_GIVEN ENTRIES_

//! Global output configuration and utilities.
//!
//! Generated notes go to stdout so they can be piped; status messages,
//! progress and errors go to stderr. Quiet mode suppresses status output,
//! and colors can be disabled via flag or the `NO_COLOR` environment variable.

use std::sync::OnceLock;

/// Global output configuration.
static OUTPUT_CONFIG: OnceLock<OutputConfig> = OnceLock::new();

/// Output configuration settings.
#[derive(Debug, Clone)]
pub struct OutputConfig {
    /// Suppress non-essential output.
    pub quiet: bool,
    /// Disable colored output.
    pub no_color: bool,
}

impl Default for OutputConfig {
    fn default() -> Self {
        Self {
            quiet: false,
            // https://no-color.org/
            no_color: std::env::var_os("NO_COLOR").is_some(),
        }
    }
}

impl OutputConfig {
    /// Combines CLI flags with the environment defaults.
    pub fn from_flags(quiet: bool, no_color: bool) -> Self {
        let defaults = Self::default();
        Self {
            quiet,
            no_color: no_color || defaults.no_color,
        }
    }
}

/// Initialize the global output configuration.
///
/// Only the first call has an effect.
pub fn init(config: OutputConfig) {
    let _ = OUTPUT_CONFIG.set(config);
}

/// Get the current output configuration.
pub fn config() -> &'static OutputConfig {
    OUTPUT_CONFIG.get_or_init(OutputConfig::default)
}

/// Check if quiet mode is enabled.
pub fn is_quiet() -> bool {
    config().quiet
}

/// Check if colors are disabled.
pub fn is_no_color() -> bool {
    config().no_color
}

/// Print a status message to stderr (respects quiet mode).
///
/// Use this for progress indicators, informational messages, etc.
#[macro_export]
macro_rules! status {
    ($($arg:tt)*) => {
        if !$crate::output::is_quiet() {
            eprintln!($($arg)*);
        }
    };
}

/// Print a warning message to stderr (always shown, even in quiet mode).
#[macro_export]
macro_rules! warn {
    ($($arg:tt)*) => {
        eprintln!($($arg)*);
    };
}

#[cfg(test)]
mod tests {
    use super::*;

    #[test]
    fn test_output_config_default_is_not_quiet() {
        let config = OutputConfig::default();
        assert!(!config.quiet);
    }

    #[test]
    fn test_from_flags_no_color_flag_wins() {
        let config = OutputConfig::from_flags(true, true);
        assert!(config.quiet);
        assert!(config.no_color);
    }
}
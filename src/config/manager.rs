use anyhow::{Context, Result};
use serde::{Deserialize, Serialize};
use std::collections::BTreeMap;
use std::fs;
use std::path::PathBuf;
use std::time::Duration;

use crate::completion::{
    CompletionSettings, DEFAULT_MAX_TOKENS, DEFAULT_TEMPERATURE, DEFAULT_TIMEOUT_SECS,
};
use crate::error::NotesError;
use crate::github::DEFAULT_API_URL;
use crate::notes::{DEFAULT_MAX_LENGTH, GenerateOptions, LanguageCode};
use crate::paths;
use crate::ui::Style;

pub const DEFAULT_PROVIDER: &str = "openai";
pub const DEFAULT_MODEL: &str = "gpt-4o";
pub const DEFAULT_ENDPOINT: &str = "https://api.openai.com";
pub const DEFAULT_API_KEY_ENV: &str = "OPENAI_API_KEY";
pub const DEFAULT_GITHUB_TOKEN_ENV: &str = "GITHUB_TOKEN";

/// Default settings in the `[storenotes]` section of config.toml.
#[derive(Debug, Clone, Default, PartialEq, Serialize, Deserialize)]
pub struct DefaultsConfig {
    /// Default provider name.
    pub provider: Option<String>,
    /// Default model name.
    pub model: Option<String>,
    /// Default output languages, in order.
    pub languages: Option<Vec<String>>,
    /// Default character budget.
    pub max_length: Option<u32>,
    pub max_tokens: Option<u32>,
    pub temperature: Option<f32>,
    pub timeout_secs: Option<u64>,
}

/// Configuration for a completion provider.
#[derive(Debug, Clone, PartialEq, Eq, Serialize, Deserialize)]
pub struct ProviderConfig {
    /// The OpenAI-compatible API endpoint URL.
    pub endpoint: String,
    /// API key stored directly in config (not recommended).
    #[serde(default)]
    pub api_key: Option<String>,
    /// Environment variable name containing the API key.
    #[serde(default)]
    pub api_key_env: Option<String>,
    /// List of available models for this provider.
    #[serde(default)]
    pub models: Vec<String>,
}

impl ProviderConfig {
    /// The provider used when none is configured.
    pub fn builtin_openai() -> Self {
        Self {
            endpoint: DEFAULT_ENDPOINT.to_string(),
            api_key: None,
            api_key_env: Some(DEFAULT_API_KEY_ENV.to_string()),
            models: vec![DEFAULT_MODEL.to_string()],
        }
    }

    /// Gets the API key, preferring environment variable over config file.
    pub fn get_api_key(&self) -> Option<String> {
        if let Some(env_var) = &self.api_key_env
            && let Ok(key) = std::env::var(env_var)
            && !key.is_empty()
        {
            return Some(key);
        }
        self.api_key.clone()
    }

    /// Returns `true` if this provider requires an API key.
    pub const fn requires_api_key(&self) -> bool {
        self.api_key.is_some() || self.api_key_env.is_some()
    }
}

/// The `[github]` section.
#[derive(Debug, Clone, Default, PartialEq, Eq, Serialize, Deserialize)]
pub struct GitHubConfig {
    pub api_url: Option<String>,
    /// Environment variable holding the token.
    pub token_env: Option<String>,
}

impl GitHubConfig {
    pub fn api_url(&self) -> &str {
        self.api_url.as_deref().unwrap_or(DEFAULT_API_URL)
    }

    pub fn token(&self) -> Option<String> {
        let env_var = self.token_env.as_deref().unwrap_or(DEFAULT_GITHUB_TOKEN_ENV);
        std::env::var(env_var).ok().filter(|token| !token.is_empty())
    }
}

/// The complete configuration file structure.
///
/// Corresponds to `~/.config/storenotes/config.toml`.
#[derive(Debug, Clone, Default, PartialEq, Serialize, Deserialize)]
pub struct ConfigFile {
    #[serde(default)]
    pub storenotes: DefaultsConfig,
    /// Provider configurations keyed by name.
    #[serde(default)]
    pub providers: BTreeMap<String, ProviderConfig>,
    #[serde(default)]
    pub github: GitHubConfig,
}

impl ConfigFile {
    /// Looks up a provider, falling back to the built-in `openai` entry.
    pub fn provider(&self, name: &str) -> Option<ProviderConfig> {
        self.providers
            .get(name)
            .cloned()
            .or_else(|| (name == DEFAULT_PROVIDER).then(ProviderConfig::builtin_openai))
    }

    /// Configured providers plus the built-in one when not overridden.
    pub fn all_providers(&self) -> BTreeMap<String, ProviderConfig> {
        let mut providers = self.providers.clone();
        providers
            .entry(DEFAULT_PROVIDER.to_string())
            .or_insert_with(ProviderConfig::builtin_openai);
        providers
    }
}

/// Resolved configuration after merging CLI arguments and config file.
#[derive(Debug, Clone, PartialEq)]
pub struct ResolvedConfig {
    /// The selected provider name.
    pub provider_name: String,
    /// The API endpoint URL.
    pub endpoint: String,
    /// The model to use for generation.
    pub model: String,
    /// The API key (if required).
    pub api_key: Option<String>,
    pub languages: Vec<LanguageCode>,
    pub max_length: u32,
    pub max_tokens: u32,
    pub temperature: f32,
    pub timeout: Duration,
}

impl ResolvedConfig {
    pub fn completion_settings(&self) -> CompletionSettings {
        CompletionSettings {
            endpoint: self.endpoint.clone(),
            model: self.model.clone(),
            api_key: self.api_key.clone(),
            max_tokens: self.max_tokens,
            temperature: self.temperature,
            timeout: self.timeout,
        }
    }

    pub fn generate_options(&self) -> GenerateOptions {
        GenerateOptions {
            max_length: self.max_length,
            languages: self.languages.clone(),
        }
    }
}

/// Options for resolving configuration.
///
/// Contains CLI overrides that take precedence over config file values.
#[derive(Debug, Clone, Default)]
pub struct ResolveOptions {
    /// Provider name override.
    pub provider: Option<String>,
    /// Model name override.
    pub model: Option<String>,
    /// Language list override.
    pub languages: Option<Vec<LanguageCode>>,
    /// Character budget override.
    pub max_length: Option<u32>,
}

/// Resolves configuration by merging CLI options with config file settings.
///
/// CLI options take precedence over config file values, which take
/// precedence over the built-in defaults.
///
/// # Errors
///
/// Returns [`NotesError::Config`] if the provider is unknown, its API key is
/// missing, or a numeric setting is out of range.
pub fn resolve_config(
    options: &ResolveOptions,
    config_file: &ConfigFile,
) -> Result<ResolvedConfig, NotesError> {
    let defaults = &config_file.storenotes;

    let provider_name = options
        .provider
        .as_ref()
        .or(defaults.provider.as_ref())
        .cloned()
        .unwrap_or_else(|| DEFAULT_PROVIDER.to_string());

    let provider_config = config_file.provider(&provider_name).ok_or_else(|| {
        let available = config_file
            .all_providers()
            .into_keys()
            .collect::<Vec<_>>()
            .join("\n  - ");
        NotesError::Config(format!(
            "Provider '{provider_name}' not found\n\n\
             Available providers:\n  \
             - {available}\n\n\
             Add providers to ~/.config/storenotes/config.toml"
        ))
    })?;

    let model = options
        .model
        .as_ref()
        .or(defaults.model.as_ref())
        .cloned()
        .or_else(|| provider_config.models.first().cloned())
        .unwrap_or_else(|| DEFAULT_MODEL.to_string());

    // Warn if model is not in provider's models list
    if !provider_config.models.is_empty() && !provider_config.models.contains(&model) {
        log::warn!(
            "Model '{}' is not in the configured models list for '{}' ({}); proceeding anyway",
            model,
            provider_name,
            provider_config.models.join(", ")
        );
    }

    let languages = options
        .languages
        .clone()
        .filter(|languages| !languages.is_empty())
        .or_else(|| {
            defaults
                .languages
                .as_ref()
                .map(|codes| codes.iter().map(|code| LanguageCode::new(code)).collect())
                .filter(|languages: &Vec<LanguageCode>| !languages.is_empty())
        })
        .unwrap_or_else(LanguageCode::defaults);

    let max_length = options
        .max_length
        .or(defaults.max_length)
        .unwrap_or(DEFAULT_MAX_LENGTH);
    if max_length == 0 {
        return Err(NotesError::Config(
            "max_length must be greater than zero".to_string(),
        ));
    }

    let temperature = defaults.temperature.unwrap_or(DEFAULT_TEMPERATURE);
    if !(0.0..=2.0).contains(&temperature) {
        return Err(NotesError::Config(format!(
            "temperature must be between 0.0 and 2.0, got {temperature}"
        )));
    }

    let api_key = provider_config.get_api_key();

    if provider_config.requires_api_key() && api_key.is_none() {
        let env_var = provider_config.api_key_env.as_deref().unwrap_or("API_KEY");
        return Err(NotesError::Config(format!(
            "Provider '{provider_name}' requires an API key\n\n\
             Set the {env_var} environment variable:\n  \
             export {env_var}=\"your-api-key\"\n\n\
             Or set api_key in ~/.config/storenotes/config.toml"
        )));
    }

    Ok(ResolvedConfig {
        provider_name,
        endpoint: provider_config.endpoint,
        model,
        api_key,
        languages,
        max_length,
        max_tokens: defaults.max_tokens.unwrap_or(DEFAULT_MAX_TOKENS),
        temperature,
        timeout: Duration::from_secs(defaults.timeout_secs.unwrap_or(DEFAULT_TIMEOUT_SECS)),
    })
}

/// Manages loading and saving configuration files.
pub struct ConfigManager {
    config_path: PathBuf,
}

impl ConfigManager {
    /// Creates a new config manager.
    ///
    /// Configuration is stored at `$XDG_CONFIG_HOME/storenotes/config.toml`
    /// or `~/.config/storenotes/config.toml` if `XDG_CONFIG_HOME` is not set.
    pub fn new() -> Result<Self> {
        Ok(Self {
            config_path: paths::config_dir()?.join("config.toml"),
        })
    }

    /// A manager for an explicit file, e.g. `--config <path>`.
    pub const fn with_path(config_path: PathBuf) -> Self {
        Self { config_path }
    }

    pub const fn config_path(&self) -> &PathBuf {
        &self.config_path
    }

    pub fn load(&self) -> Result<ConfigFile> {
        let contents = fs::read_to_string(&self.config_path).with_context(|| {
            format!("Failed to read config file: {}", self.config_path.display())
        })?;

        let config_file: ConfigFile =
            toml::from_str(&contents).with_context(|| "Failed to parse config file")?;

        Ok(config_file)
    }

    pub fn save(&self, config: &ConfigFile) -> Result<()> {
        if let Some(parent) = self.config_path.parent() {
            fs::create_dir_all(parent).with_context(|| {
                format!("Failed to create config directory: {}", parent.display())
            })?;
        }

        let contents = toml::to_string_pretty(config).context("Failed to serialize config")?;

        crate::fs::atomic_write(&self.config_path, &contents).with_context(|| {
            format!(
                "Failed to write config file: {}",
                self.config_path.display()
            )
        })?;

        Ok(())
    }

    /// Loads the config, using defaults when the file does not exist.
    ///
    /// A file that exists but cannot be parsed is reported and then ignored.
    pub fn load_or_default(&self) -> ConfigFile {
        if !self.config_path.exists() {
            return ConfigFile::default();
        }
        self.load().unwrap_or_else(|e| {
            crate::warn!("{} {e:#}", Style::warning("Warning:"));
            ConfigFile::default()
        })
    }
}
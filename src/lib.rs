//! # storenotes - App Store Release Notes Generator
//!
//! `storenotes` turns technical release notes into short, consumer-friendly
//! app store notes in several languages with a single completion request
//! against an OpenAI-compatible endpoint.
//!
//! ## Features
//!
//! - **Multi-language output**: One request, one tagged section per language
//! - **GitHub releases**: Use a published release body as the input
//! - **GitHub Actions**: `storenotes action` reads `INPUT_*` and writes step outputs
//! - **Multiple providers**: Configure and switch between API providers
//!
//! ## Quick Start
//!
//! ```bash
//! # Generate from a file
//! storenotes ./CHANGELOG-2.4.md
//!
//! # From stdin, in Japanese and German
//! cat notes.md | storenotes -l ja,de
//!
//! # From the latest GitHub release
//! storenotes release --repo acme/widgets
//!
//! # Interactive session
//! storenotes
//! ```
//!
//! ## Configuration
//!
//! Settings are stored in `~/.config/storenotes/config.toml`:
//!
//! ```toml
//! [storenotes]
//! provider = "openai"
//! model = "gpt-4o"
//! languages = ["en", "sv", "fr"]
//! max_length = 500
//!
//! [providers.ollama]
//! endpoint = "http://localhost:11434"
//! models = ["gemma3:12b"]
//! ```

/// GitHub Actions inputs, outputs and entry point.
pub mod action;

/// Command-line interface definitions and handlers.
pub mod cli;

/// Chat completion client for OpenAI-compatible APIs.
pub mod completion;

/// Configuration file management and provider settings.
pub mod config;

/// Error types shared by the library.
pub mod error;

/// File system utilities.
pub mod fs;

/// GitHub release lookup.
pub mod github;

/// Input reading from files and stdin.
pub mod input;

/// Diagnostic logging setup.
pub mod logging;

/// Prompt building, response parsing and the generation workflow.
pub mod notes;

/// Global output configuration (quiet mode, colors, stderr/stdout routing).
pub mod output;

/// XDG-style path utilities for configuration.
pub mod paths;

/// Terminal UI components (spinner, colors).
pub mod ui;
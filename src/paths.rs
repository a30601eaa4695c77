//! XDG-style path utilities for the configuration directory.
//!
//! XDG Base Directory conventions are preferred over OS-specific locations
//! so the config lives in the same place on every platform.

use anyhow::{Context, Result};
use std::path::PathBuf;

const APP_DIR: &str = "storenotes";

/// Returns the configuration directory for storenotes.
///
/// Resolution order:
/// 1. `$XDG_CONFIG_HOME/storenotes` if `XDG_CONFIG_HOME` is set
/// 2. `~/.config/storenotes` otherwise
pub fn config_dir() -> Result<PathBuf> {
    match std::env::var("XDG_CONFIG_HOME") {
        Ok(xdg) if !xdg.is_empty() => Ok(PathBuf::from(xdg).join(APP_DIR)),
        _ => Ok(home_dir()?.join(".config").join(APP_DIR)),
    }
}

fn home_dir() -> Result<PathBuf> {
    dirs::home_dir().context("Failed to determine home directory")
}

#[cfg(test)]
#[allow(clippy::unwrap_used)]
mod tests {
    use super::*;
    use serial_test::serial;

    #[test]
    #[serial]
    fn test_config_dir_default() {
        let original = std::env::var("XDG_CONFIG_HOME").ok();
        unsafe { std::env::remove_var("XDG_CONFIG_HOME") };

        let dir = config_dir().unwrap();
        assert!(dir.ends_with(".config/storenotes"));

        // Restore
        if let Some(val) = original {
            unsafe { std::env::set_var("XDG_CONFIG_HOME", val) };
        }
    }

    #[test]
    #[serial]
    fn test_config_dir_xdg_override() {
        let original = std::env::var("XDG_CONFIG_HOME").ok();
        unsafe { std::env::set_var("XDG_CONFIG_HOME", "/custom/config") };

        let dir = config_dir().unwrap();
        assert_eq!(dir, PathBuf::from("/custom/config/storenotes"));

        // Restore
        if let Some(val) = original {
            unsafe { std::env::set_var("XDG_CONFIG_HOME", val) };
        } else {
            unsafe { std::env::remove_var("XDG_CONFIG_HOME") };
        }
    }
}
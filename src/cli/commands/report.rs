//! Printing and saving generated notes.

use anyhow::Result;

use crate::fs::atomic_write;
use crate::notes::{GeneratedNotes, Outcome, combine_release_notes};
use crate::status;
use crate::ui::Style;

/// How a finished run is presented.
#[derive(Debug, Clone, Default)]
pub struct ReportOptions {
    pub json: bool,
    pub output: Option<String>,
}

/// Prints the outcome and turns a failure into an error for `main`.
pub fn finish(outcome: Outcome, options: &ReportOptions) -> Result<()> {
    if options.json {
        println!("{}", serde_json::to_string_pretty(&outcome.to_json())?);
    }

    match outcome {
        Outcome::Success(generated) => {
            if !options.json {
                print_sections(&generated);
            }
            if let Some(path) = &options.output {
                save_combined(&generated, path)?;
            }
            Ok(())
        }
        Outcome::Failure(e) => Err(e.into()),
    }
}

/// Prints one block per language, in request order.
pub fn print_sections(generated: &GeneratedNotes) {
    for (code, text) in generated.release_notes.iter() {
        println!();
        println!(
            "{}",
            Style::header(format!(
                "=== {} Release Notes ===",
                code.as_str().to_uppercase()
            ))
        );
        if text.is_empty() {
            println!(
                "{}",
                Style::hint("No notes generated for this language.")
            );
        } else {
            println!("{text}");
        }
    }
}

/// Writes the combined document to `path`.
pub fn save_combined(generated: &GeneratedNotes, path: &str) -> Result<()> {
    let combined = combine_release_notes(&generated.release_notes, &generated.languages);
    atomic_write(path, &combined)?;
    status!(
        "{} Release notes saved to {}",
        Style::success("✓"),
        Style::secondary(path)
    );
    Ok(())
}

_PROBLEM TO SOLVE_
Tally the lines in the records above that contain the word "disabled". Write the number and nothing else.

_RESPONSE FOR THIS EXERCISE_
2